Но являлся Орак во сне или нет, Ултуган не знала. И может, и не спала она вовсе в эту ночь, а просто провалилась в тяжелое забытье. А встала с болью в голове, словно избитая. Майдана уже не было. Да и приходил ли он, это тоже она не знала. Точнее, не была уверена в этом. Ултуган подоила корову, отвела ее к пастуху и снова стала готовиться к поминкам. Но как ни была занята она, ей то и дело вспоминался Майдан. «Ой и наживешь с ним беды, не будучи виноватой. Надо запретить ему, пусть больше не приходит. Как увижу, сразу скажу», — говорила она себе.

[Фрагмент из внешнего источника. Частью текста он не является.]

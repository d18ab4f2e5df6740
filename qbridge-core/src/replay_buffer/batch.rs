use super::Transition;

/// A sampled minibatch in struct-of-vectors layout.
///
/// State vectors are stored flattened in row-major order, `(len, state_dim)`,
/// ready for tensor construction without further copying.
#[derive(Debug, Clone, Default)]
pub struct TransitionBatch {
    /// Flattened state vectors.
    pub states: Vec<f32>,

    /// Action identifiers.
    pub actions: Vec<i64>,

    /// Rewards.
    pub rewards: Vec<f32>,

    /// Flattened next-state vectors.
    pub next_states: Vec<f32>,

    /// Terminal flags, 1 for terminal, 0 otherwise.
    pub is_terminal: Vec<i8>,

    /// State dimensionality of every row.
    pub state_dim: usize,
}

impl TransitionBatch {
    pub(super) fn from_indices(data: &[Transition], ixs: &[usize]) -> Self {
        let state_dim = ixs.first().map(|&ix| data[ix].state.len()).unwrap_or(0);
        let mut batch = Self {
            states: Vec::with_capacity(ixs.len() * state_dim),
            actions: Vec::with_capacity(ixs.len()),
            rewards: Vec::with_capacity(ixs.len()),
            next_states: Vec::with_capacity(ixs.len() * state_dim),
            is_terminal: Vec::with_capacity(ixs.len()),
            state_dim,
        };
        for &ix in ixs {
            let tr = &data[ix];
            batch.states.extend_from_slice(&tr.state);
            batch.actions.push(tr.action);
            batch.rewards.push(tr.reward);
            batch.next_states.extend_from_slice(&tr.next_state);
            batch.is_terminal.push(tr.is_terminal as i8);
        }
        batch
    }

    /// Number of rows in the batch.
    pub fn len(&self) -> usize {
        self.actions.len()
    }

    /// Returns `true` for a batch without rows.
    pub fn is_empty(&self) -> bool {
        self.actions.is_empty()
    }
}
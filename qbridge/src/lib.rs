//! Line-protocol server wiring the Double-DQN learner to a simulation peer.
//!
//! One accepted stream connection, UTF-8 JSON objects one per line. The
//! session is strictly sequential: a message is fully handled, including the
//! synchronous training step it may trigger, before the next line is read.
pub mod checkpoint;
pub mod config;
pub mod protocol;
pub mod session;
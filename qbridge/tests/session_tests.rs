//! End-to-end tests of the session loop over a loopback connection.
use qbridge::config::{EpsilonSource, SessionConfig};
use qbridge::session::Session;
use qbridge_candle_agent::dqn::DqnConfig;
use qbridge_core::exploration::EpsilonSchedule;
use qbridge_core::record::{NullRecorder, Record, Recorder};
use qbridge_core::replay_buffer::ReplayBufferConfig;
use serde_json::{json, Value};
use std::io::{BufRead, BufReader, Write};
use std::net::{SocketAddr, TcpListener, TcpStream};
use std::sync::{Arc, Mutex};
use std::thread::{self, JoinHandle};
use std::time::Duration;

/// Learner that never trains during a test (warmup far above what is sent).
fn test_agent_config() -> DqnConfig {
    DqnConfig::default()
        .warmup(10_000)
        .replay(ReplayBufferConfig::default().capacity(64))
}

fn test_session_config() -> SessionConfig {
    SessionConfig::default()
        .agent(test_agent_config())
        .checkpoint_interval(0)
}

fn start_server(config: SessionConfig) -> (SocketAddr, JoinHandle<()>) {
    let listener = TcpListener::bind("127.0.0.1:0").unwrap();
    let addr = listener.local_addr().unwrap();
    let handle = thread::spawn(move || {
        let (stream, _) = listener.accept().unwrap();
        let mut session = Session::new(
            config,
            Box::new(NullRecorder::new()),
            Box::new(NullRecorder::new()),
        );
        session.run(stream).unwrap();
    });
    (addr, handle)
}

struct Client {
    reader: BufReader<TcpStream>,
    writer: TcpStream,
}

impl Client {
    fn connect(addr: SocketAddr) -> Self {
        let stream = TcpStream::connect(addr).unwrap();
        stream
            .set_read_timeout(Some(Duration::from_secs(30)))
            .unwrap();
        Self {
            reader: BufReader::new(stream.try_clone().unwrap()),
            writer: stream,
        }
    }

    fn send(&mut self, value: Value) {
        let mut line = value.to_string();
        line.push('\n');
        self.writer.write_all(line.as_bytes()).unwrap();
    }

    fn send_raw(&mut self, line: &str) {
        self.writer.write_all(line.as_bytes()).unwrap();
        self.writer.write_all(b"\n").unwrap();
    }

    fn recv(&mut self) -> Value {
        let mut line = String::new();
        self.reader.read_line(&mut line).unwrap();
        serde_json::from_str(line.trim()).unwrap()
    }
}

/// Forwards written records into a buffer shared with the test body.
struct SharedRecorder(Arc<Mutex<Vec<Record>>>);

impl Recorder for SharedRecorder {
    fn write(&mut self, record: Record) {
        self.0.lock().unwrap().push(record);
    }

    fn flush(&mut self) {}
}

fn transition(node_id: i64, reward: f64) -> Value {
    json!({
        "type": "transition",
        "action_id": "move",
        "node_id": node_id,
        "reward": reward,
        "state_t": [0.1, 0.2, 0.3],
        "state_tp1": [0.2, 0.3, 0.4],
    })
}

#[test]
fn greedy_reply_before_training_is_deterministic() {
    let config = test_session_config().epsilon(EpsilonSource::External { default: 0.1 });
    let (addr, handle) = start_server(config);
    let mut client = Client::connect(addr);

    client.send(json!({
        "type": "action_request",
        "state": [0.0, 0.0, 0.0],
        "candidate_node_ids": [1, 2],
        "epsilon": 0.0,
    }));
    let reply = client.recv();

    assert_eq!(reply["type"], "action_reply");
    assert_eq!(reply["is_random"], false);
    assert_eq!(reply["epsilon"], 0.0);
    assert_eq!(reply["candidate_node_ids"], json!([1, 2]));

    let q_values = reply["q_values"].as_array().unwrap();
    assert_eq!(q_values.len(), 2);
    let expected = if q_values[0].as_f64().unwrap() >= q_values[1].as_f64().unwrap() {
        1
    } else {
        2
    };
    assert_eq!(reply["chosen_node_id"], expected);

    drop(client);
    handle.join().unwrap();
}

#[test]
fn horizon_transitions_advance_the_episode_schedule() {
    let horizon = 2;
    let config = test_session_config()
        .horizon(horizon)
        .epsilon(EpsilonSource::Schedule(
            EpsilonSchedule::default().decay_episodes(3),
        ));
    let (addr, handle) = start_server(config);
    let mut client = Client::connect(addr);

    // Episode 1: full exploration.
    client.send(json!({
        "type": "action_request",
        "state": [0.0, 0.0, 0.0],
        "candidate_node_ids": [1, 2],
    }));
    let reply = client.recv();
    assert_eq!(reply["epsilon"], 1.0);
    assert_eq!(reply["is_random"], true);

    // One full pseudo-episode of transitions.
    for step in 0..horizon {
        client.send(transition(step as i64, 1.0));
        let update = client.recv();
        assert_eq!(update["type"], "q_update");
        assert_eq!(update["node_ids"], json!([step]));
        assert_eq!(update["q_values"].as_array().unwrap().len(), 1);
    }

    // The episode counter moved exactly once: epsilon decayed one notch.
    client.send(json!({
        "type": "action_request",
        "state": [0.0, 0.0, 0.0],
        "candidate_node_ids": [1, 2],
    }));
    let reply = client.recv();
    let epsilon = reply["epsilon"].as_f64().unwrap();
    assert!((epsilon - 0.55).abs() < 1e-9, "epsilon was {}", epsilon);

    drop(client);
    handle.join().unwrap();
}

#[test]
fn a_full_horizon_emits_one_episode_summary() {
    let horizon = 3;
    let config = test_session_config()
        .horizon(horizon)
        .epsilon(EpsilonSource::External { default: 0.0 });

    let episodes: Arc<Mutex<Vec<Record>>> = Arc::default();
    let sink = episodes.clone();
    let listener = TcpListener::bind("127.0.0.1:0").unwrap();
    let addr = listener.local_addr().unwrap();
    let handle = thread::spawn(move || {
        let (stream, _) = listener.accept().unwrap();
        let mut session = Session::new(
            config,
            Box::new(NullRecorder::new()),
            Box::new(SharedRecorder(sink)),
        );
        session.run(stream).unwrap();
    });

    let mut client = Client::connect(addr);
    for step in 0..horizon {
        client.send(transition(step as i64, 0.5));
        let update = client.recv();
        assert_eq!(update["type"], "q_update");
    }
    drop(client);
    handle.join().unwrap();

    let episodes = episodes.lock().unwrap();
    assert_eq!(episodes.len(), 1);
    let summary = &episodes[0];
    assert_eq!(summary.get_scalar("episode").unwrap(), 1.0);
    assert_eq!(
        summary.get_scalar("episodic/length").unwrap(),
        horizon as f32
    );
    assert_eq!(summary.get_scalar("episodic/return").unwrap(), 1.5);
}

#[test]
fn unknown_and_malformed_lines_keep_the_session_alive() {
    let config = test_session_config().epsilon(EpsilonSource::External { default: 0.0 });
    let (addr, handle) = start_server(config);
    let mut client = Client::connect(addr);

    client.send(json!({"type": "ping"}));
    client.send_raw("not json at all");
    client.send(json!({
        "type": "action_request",
        "state": [0.5, 0.5],
        "candidate_node_ids": [9],
    }));

    // The only reply is for the valid request.
    let reply = client.recv();
    assert_eq!(reply["type"], "action_reply");
    assert_eq!(reply["chosen_node_id"], 9);

    client.send(json!({
        "type": "action_request",
        "state": [0.5, 0.5],
        "candidate_node_ids": [4],
    }));
    assert_eq!(client.recv()["chosen_node_id"], 4);

    drop(client);
    handle.join().unwrap();
}

#[test]
fn empty_action_request_is_a_no_op() {
    let config = test_session_config().epsilon(EpsilonSource::External { default: 0.0 });
    let (addr, handle) = start_server(config);
    let mut client = Client::connect(addr);

    client.send(json!({
        "type": "action_request",
        "state": [0.1, 0.2],
        "candidate_node_ids": [],
    }));
    client.send(json!({
        "type": "action_request",
        "state": [],
        "candidate_node_ids": [1],
    }));
    client.send(json!({
        "type": "action_request",
        "state": [0.1, 0.2],
        "candidate_node_ids": [5],
    }));

    let reply = client.recv();
    assert_eq!(reply["candidate_node_ids"], json!([5]));

    drop(client);
    handle.join().unwrap();
}

#[test]
fn mismatched_state_dimensions_are_rejected() {
    let config = test_session_config().epsilon(EpsilonSource::External { default: 0.0 });
    let (addr, handle) = start_server(config);
    let mut client = Client::connect(addr);

    // Fixes the state dimensionality at 3.
    client.send(json!({
        "type": "action_request",
        "state": [0.0, 0.0, 0.0],
        "candidate_node_ids": [1],
    }));
    client.recv();

    // Wrong dimensionality: rejected, no reply.
    client.send(json!({
        "type": "transition",
        "node_id": 5,
        "reward": 1.0,
        "state_t": [0.1, 0.2],
        "state_tp1": [0.2, 0.3],
    }));
    client.send(transition(7, 0.5));

    let update = client.recv();
    assert_eq!(update["type"], "q_update");
    assert_eq!(update["node_ids"], json!([7]));

    drop(client);
    handle.join().unwrap();
}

Но Майдан так ей и не попался на глаза ни в этот день, ни в следующий.
2
Прошло несколько дней. Ултуган по-прежнему боялась оставаться одна и приглашала на ночь мальчика. Тот совсем осмелел, освоился и с каждым вечером становился все разборчивей и капризней. То это ему надоело, то другое казалось недостаточно вкусным. Однажды магазин закрыли на переучет, и Ултуган не успела запастись сладким к приходу мальчика. Узнав об этом, сладкоежка посидел минуты две и ушел спать домой. «Ничего не поделаешь, сколько можно беспокоить чужого ребенка. Пора к одиночеству привыкать. Есть ведь еще такие, как ты. И ничего, живут», — утешала себя Ултуган.
Но сколько ни утешала, а привыкнуть не могла. Днем еще куда ни шло, отвлекали хозяйственные заботы, а вот ночью мнились всякие страхи, не спала, прислушивалась к звукам, доносящимся из-за окна. А нескончаемые мысли сменяли одна другую, терзали ее, не давали заснуть.
Однажды вот в такой же поздний вечер, когда Ултуган собиралась лечь, за окном послышались гулкие шаги, и кто-то сильно дернул дверь. Ултуган услышала, как с лязгом упал оторванный крючок и дверь со скрипом отворилась. Ултуган выбежала в прихожую и увидела Майдана. Он стоял на пороге, покачиваясь и тараща на свет глаза.
— Что тебе нужно? Когда ты оставишь меня в покое? — закричала Ултуган, срываясь на визг.
Майдан молчал, только виновато улыбался.
— Уходи! И чтобы я тебя здесь больше не видела! Ты уйдешь или нет?
Майдан не сдвинулся с места, будто ничего не слышал, будто не ему кричала Ултуган. Тогда она схватила отцовскую плеть и стеганула Майдана по плечу, повторяя:
— Уходи! Уходи! Сейчас же уходи!
Майдан широко раскрыл глаза, будто удивился, потом ссутулился под ее ударами, опустил голову.
— Да сколько можно? Ну, уйди же в конце-то концов! — взмолилась Ултуган и в бессилье отбросила плетку.
Майдан опустился на порог, сел, скрючившись, и зарыдал, как дитя. Плечи его вздрагивали, вид был жалкий, самый разнесчастный.
У нее дрогнуло сердце. «Вот и семья у него есть, а мается как и я. Бедняга пришел искать сочувствия у меня, а его плеткой», — упрекнула себя Ултуган, и глаза ее тоже наполнились слезами.